**Saved data entries**
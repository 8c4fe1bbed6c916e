//! Single-threaded wakeup cell, used to resume a task waiting on a
//! connection's writer becoming free or on the close-drain semaphore
//! reaching zero. Remembers a `notify()` that arrives before anyone is
//! waiting, so the next `notified().await` returns immediately rather
//! than missing the wakeup.

use std::cell::{Cell, RefCell};
use std::future::Future;
use std::pin::Pin;
use std::task::{Context, Poll, Waker};

#[derive(Default)]
pub struct Notify {
    permit: Cell<bool>,
    waker: RefCell<Option<Waker>>,
}

impl Notify {
    pub fn new() -> Self {
        Notify::default()
    }

    pub fn notify(&self) {
        if let Some(waker) = self.waker.borrow_mut().take() {
            waker.wake();
        } else {
            self.permit.set(true);
        }
    }

    pub fn notified(&self) -> Notified<'_> {
        Notified { notify: self }
    }
}

pub struct Notified<'a> {
    notify: &'a Notify,
}

impl<'a> Future for Notified<'a> {
    type Output = ();

    fn poll(self: Pin<&mut Self>, cx: &mut Context<'_>) -> Poll<()> {
        if self.notify.permit.replace(false) {
            return Poll::Ready(());
        }
        *self.notify.waker.borrow_mut() = Some(cx.waker().clone());
        Poll::Pending
    }
}

#[cfg(test)]
mod tests {
    use super::*;

    #[test]
    fn notify_before_wait_is_remembered() {
        let n = Notify::new();
        n.notify();
        let waker = futures_test_waker();
        let mut fut = Box::pin(n.notified());
        let mut cx = Context::from_waker(&waker);
        assert!(matches!(fut.as_mut().poll(&mut cx), Poll::Ready(())));
    }

    fn futures_test_waker() -> Waker {
        use std::task::{RawWaker, RawWakerVTable};
        fn noop(_: *const ()) {}
        fn clone(_: *const ()) -> RawWaker {
            RawWaker::new(std::ptr::null(), &VTABLE)
        }
        static VTABLE: RawWakerVTable = RawWakerVTable::new(clone, noop, noop, noop);
        unsafe { Waker::from_raw(RawWaker::new(std::ptr::null(), &VTABLE)) }
    }
}
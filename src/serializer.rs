//! Fixed-layout encode/decode of the handshake and wire-message headers.
//!
//! These sizes are protocol-defining: 18 bytes for the handshake, 27
//! bytes for the wire message header, both in network byte order with
//! no alignment padding. Encoders and decoders operate on caller
//! supplied buffers of exactly these sizes and never allocate.

use byteorder::{BigEndian, ByteOrder};

pub const HANDSHAKE_SIZE: usize = 18;
pub const WIRE_HEADER_SIZE: usize = 27;

/// The 18-byte handshake: `port:u16 | identity:16B`.
#[derive(Debug, Clone, Copy, PartialEq, Eq)]
pub struct Handshake {
    pub port: u16,
    pub identity: [u8; 16],
}

impl Handshake {
    pub fn encode(&self, buf: &mut [u8; HANDSHAKE_SIZE]) {
        BigEndian::write_u16(&mut buf[0..2], self.port);
        buf[2..18].copy_from_slice(&self.identity);
    }

    pub fn decode(buf: &[u8; HANDSHAKE_SIZE]) -> Handshake {
        let port = BigEndian::read_u16(&buf[0..2]);
        let mut identity = [0u8; 16];
        identity.copy_from_slice(&buf[2..18]);
        Handshake { port, identity }
    }
}

/// The 27-byte wire message header:
/// `identity:16B | serial:u32 | type:u8 | header_len:u16 | data_len:u32`.
#[derive(Debug, Clone, Copy, PartialEq, Eq)]
pub struct WireHeader {
    pub identity: [u8; 16],
    pub serial: u32,
    pub ty: u8,
    pub header_len: u16,
    pub data_len: u32,
}

impl WireHeader {
    pub fn encode(&self, buf: &mut [u8; WIRE_HEADER_SIZE]) {
        buf[0..16].copy_from_slice(&self.identity);
        BigEndian::write_u32(&mut buf[16..20], self.serial);
        buf[20] = self.ty;
        BigEndian::write_u16(&mut buf[21..23], self.header_len);
        BigEndian::write_u32(&mut buf[23..27], self.data_len);
    }

    pub fn decode(buf: &[u8; WIRE_HEADER_SIZE]) -> WireHeader {
        let mut identity = [0u8; 16];
        identity.copy_from_slice(&buf[0..16]);
        let serial = BigEndian::read_u32(&buf[16..20]);
        let ty = buf[20];
        let header_len = BigEndian::read_u16(&buf[21..23]);
        let data_len = BigEndian::read_u32(&buf[23..27]);
        WireHeader {
            identity,
            serial,
            ty,
            header_len,
            data_len,
        }
    }
}

#[cfg(test)]
mod tests {
    use super::*;

    #[test]
    fn handshake_round_trip() {
        let hs = Handshake {
            port: 2998,
            identity: [7u8; 16],
        };
        let mut buf = [0u8; HANDSHAKE_SIZE];
        hs.encode(&mut buf);
        assert_eq!(Handshake::decode(&buf), hs);
    }

    #[test]
    fn handshake_byte_layout_has_no_padding() {
        let hs = Handshake {
            port: 0x1234,
            identity: [0xAB; 16],
        };
        let mut buf = [0u8; HANDSHAKE_SIZE];
        hs.encode(&mut buf);
        assert_eq!(&buf[0..2], &[0x12, 0x34]);
        assert_eq!(&buf[2..18], &[0xAB; 16][..]);
    }

    #[test]
    fn wire_header_round_trip() {
        let hdr = WireHeader {
            identity: [1u8; 16],
            serial: 0xdead_beef,
            ty: crate::message::TYPE_REQ_ACK,
            header_len: 12,
            data_len: 4096,
        };
        let mut buf = [0u8; WIRE_HEADER_SIZE];
        hdr.encode(&mut buf);
        assert_eq!(WireHeader::decode(&buf), hdr);
    }

    #[test]
    fn wire_header_field_order_matches_wire_layout() {
        let hdr = WireHeader {
            identity: [0u8; 16],
            serial: 1,
            ty: 0xFF,
            header_len: 0x0102,
            data_len: 0x03040506,
        };
        let mut buf = [0u8; WIRE_HEADER_SIZE];
        hdr.encode(&mut buf);
        assert_eq!(buf[20], 0xFF);
        assert_eq!(&buf[21..23], &[0x01, 0x02]);
        assert_eq!(&buf[23..27], &[0x03, 0x04, 0x05, 0x06]);
    }
}
#![no_main]
use chrono::NaiveDate;
use libfuzzer_sys::fuzz_target;
use persia::{PersianDate, persian_to_gregorian_date};

fuzz_target!(|days: i32| {
    // Any representable Gregorian day must convert and come back unchanged
    let Some(date) = NaiveDate::from_num_days_from_ce_opt(days) else {
        return;
    };
    let persian = PersianDate::from(date);
    assert!(persian.day() <= persian.days_in_month());
    let back = persian_to_gregorian_date(persian.year(), persian.month(), persian.day());
    assert_eq!(back, Ok(date));
    let _ = persian.to_long_persian_ordinal_words();
});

**The task**
Please restate only the opening stretch of the records above: every line from the first through the one containing "before anyone is", exactly as written.

**Finished exercise**
repository 8c4fe1bbed6c916e
//! Single-threaded wakeup cell, used to resume a task waiting on a
//! connection's writer becoming free or on the close-drain semaphore
//! reaching zero. Remembers a `notify()` that arrives before anyone is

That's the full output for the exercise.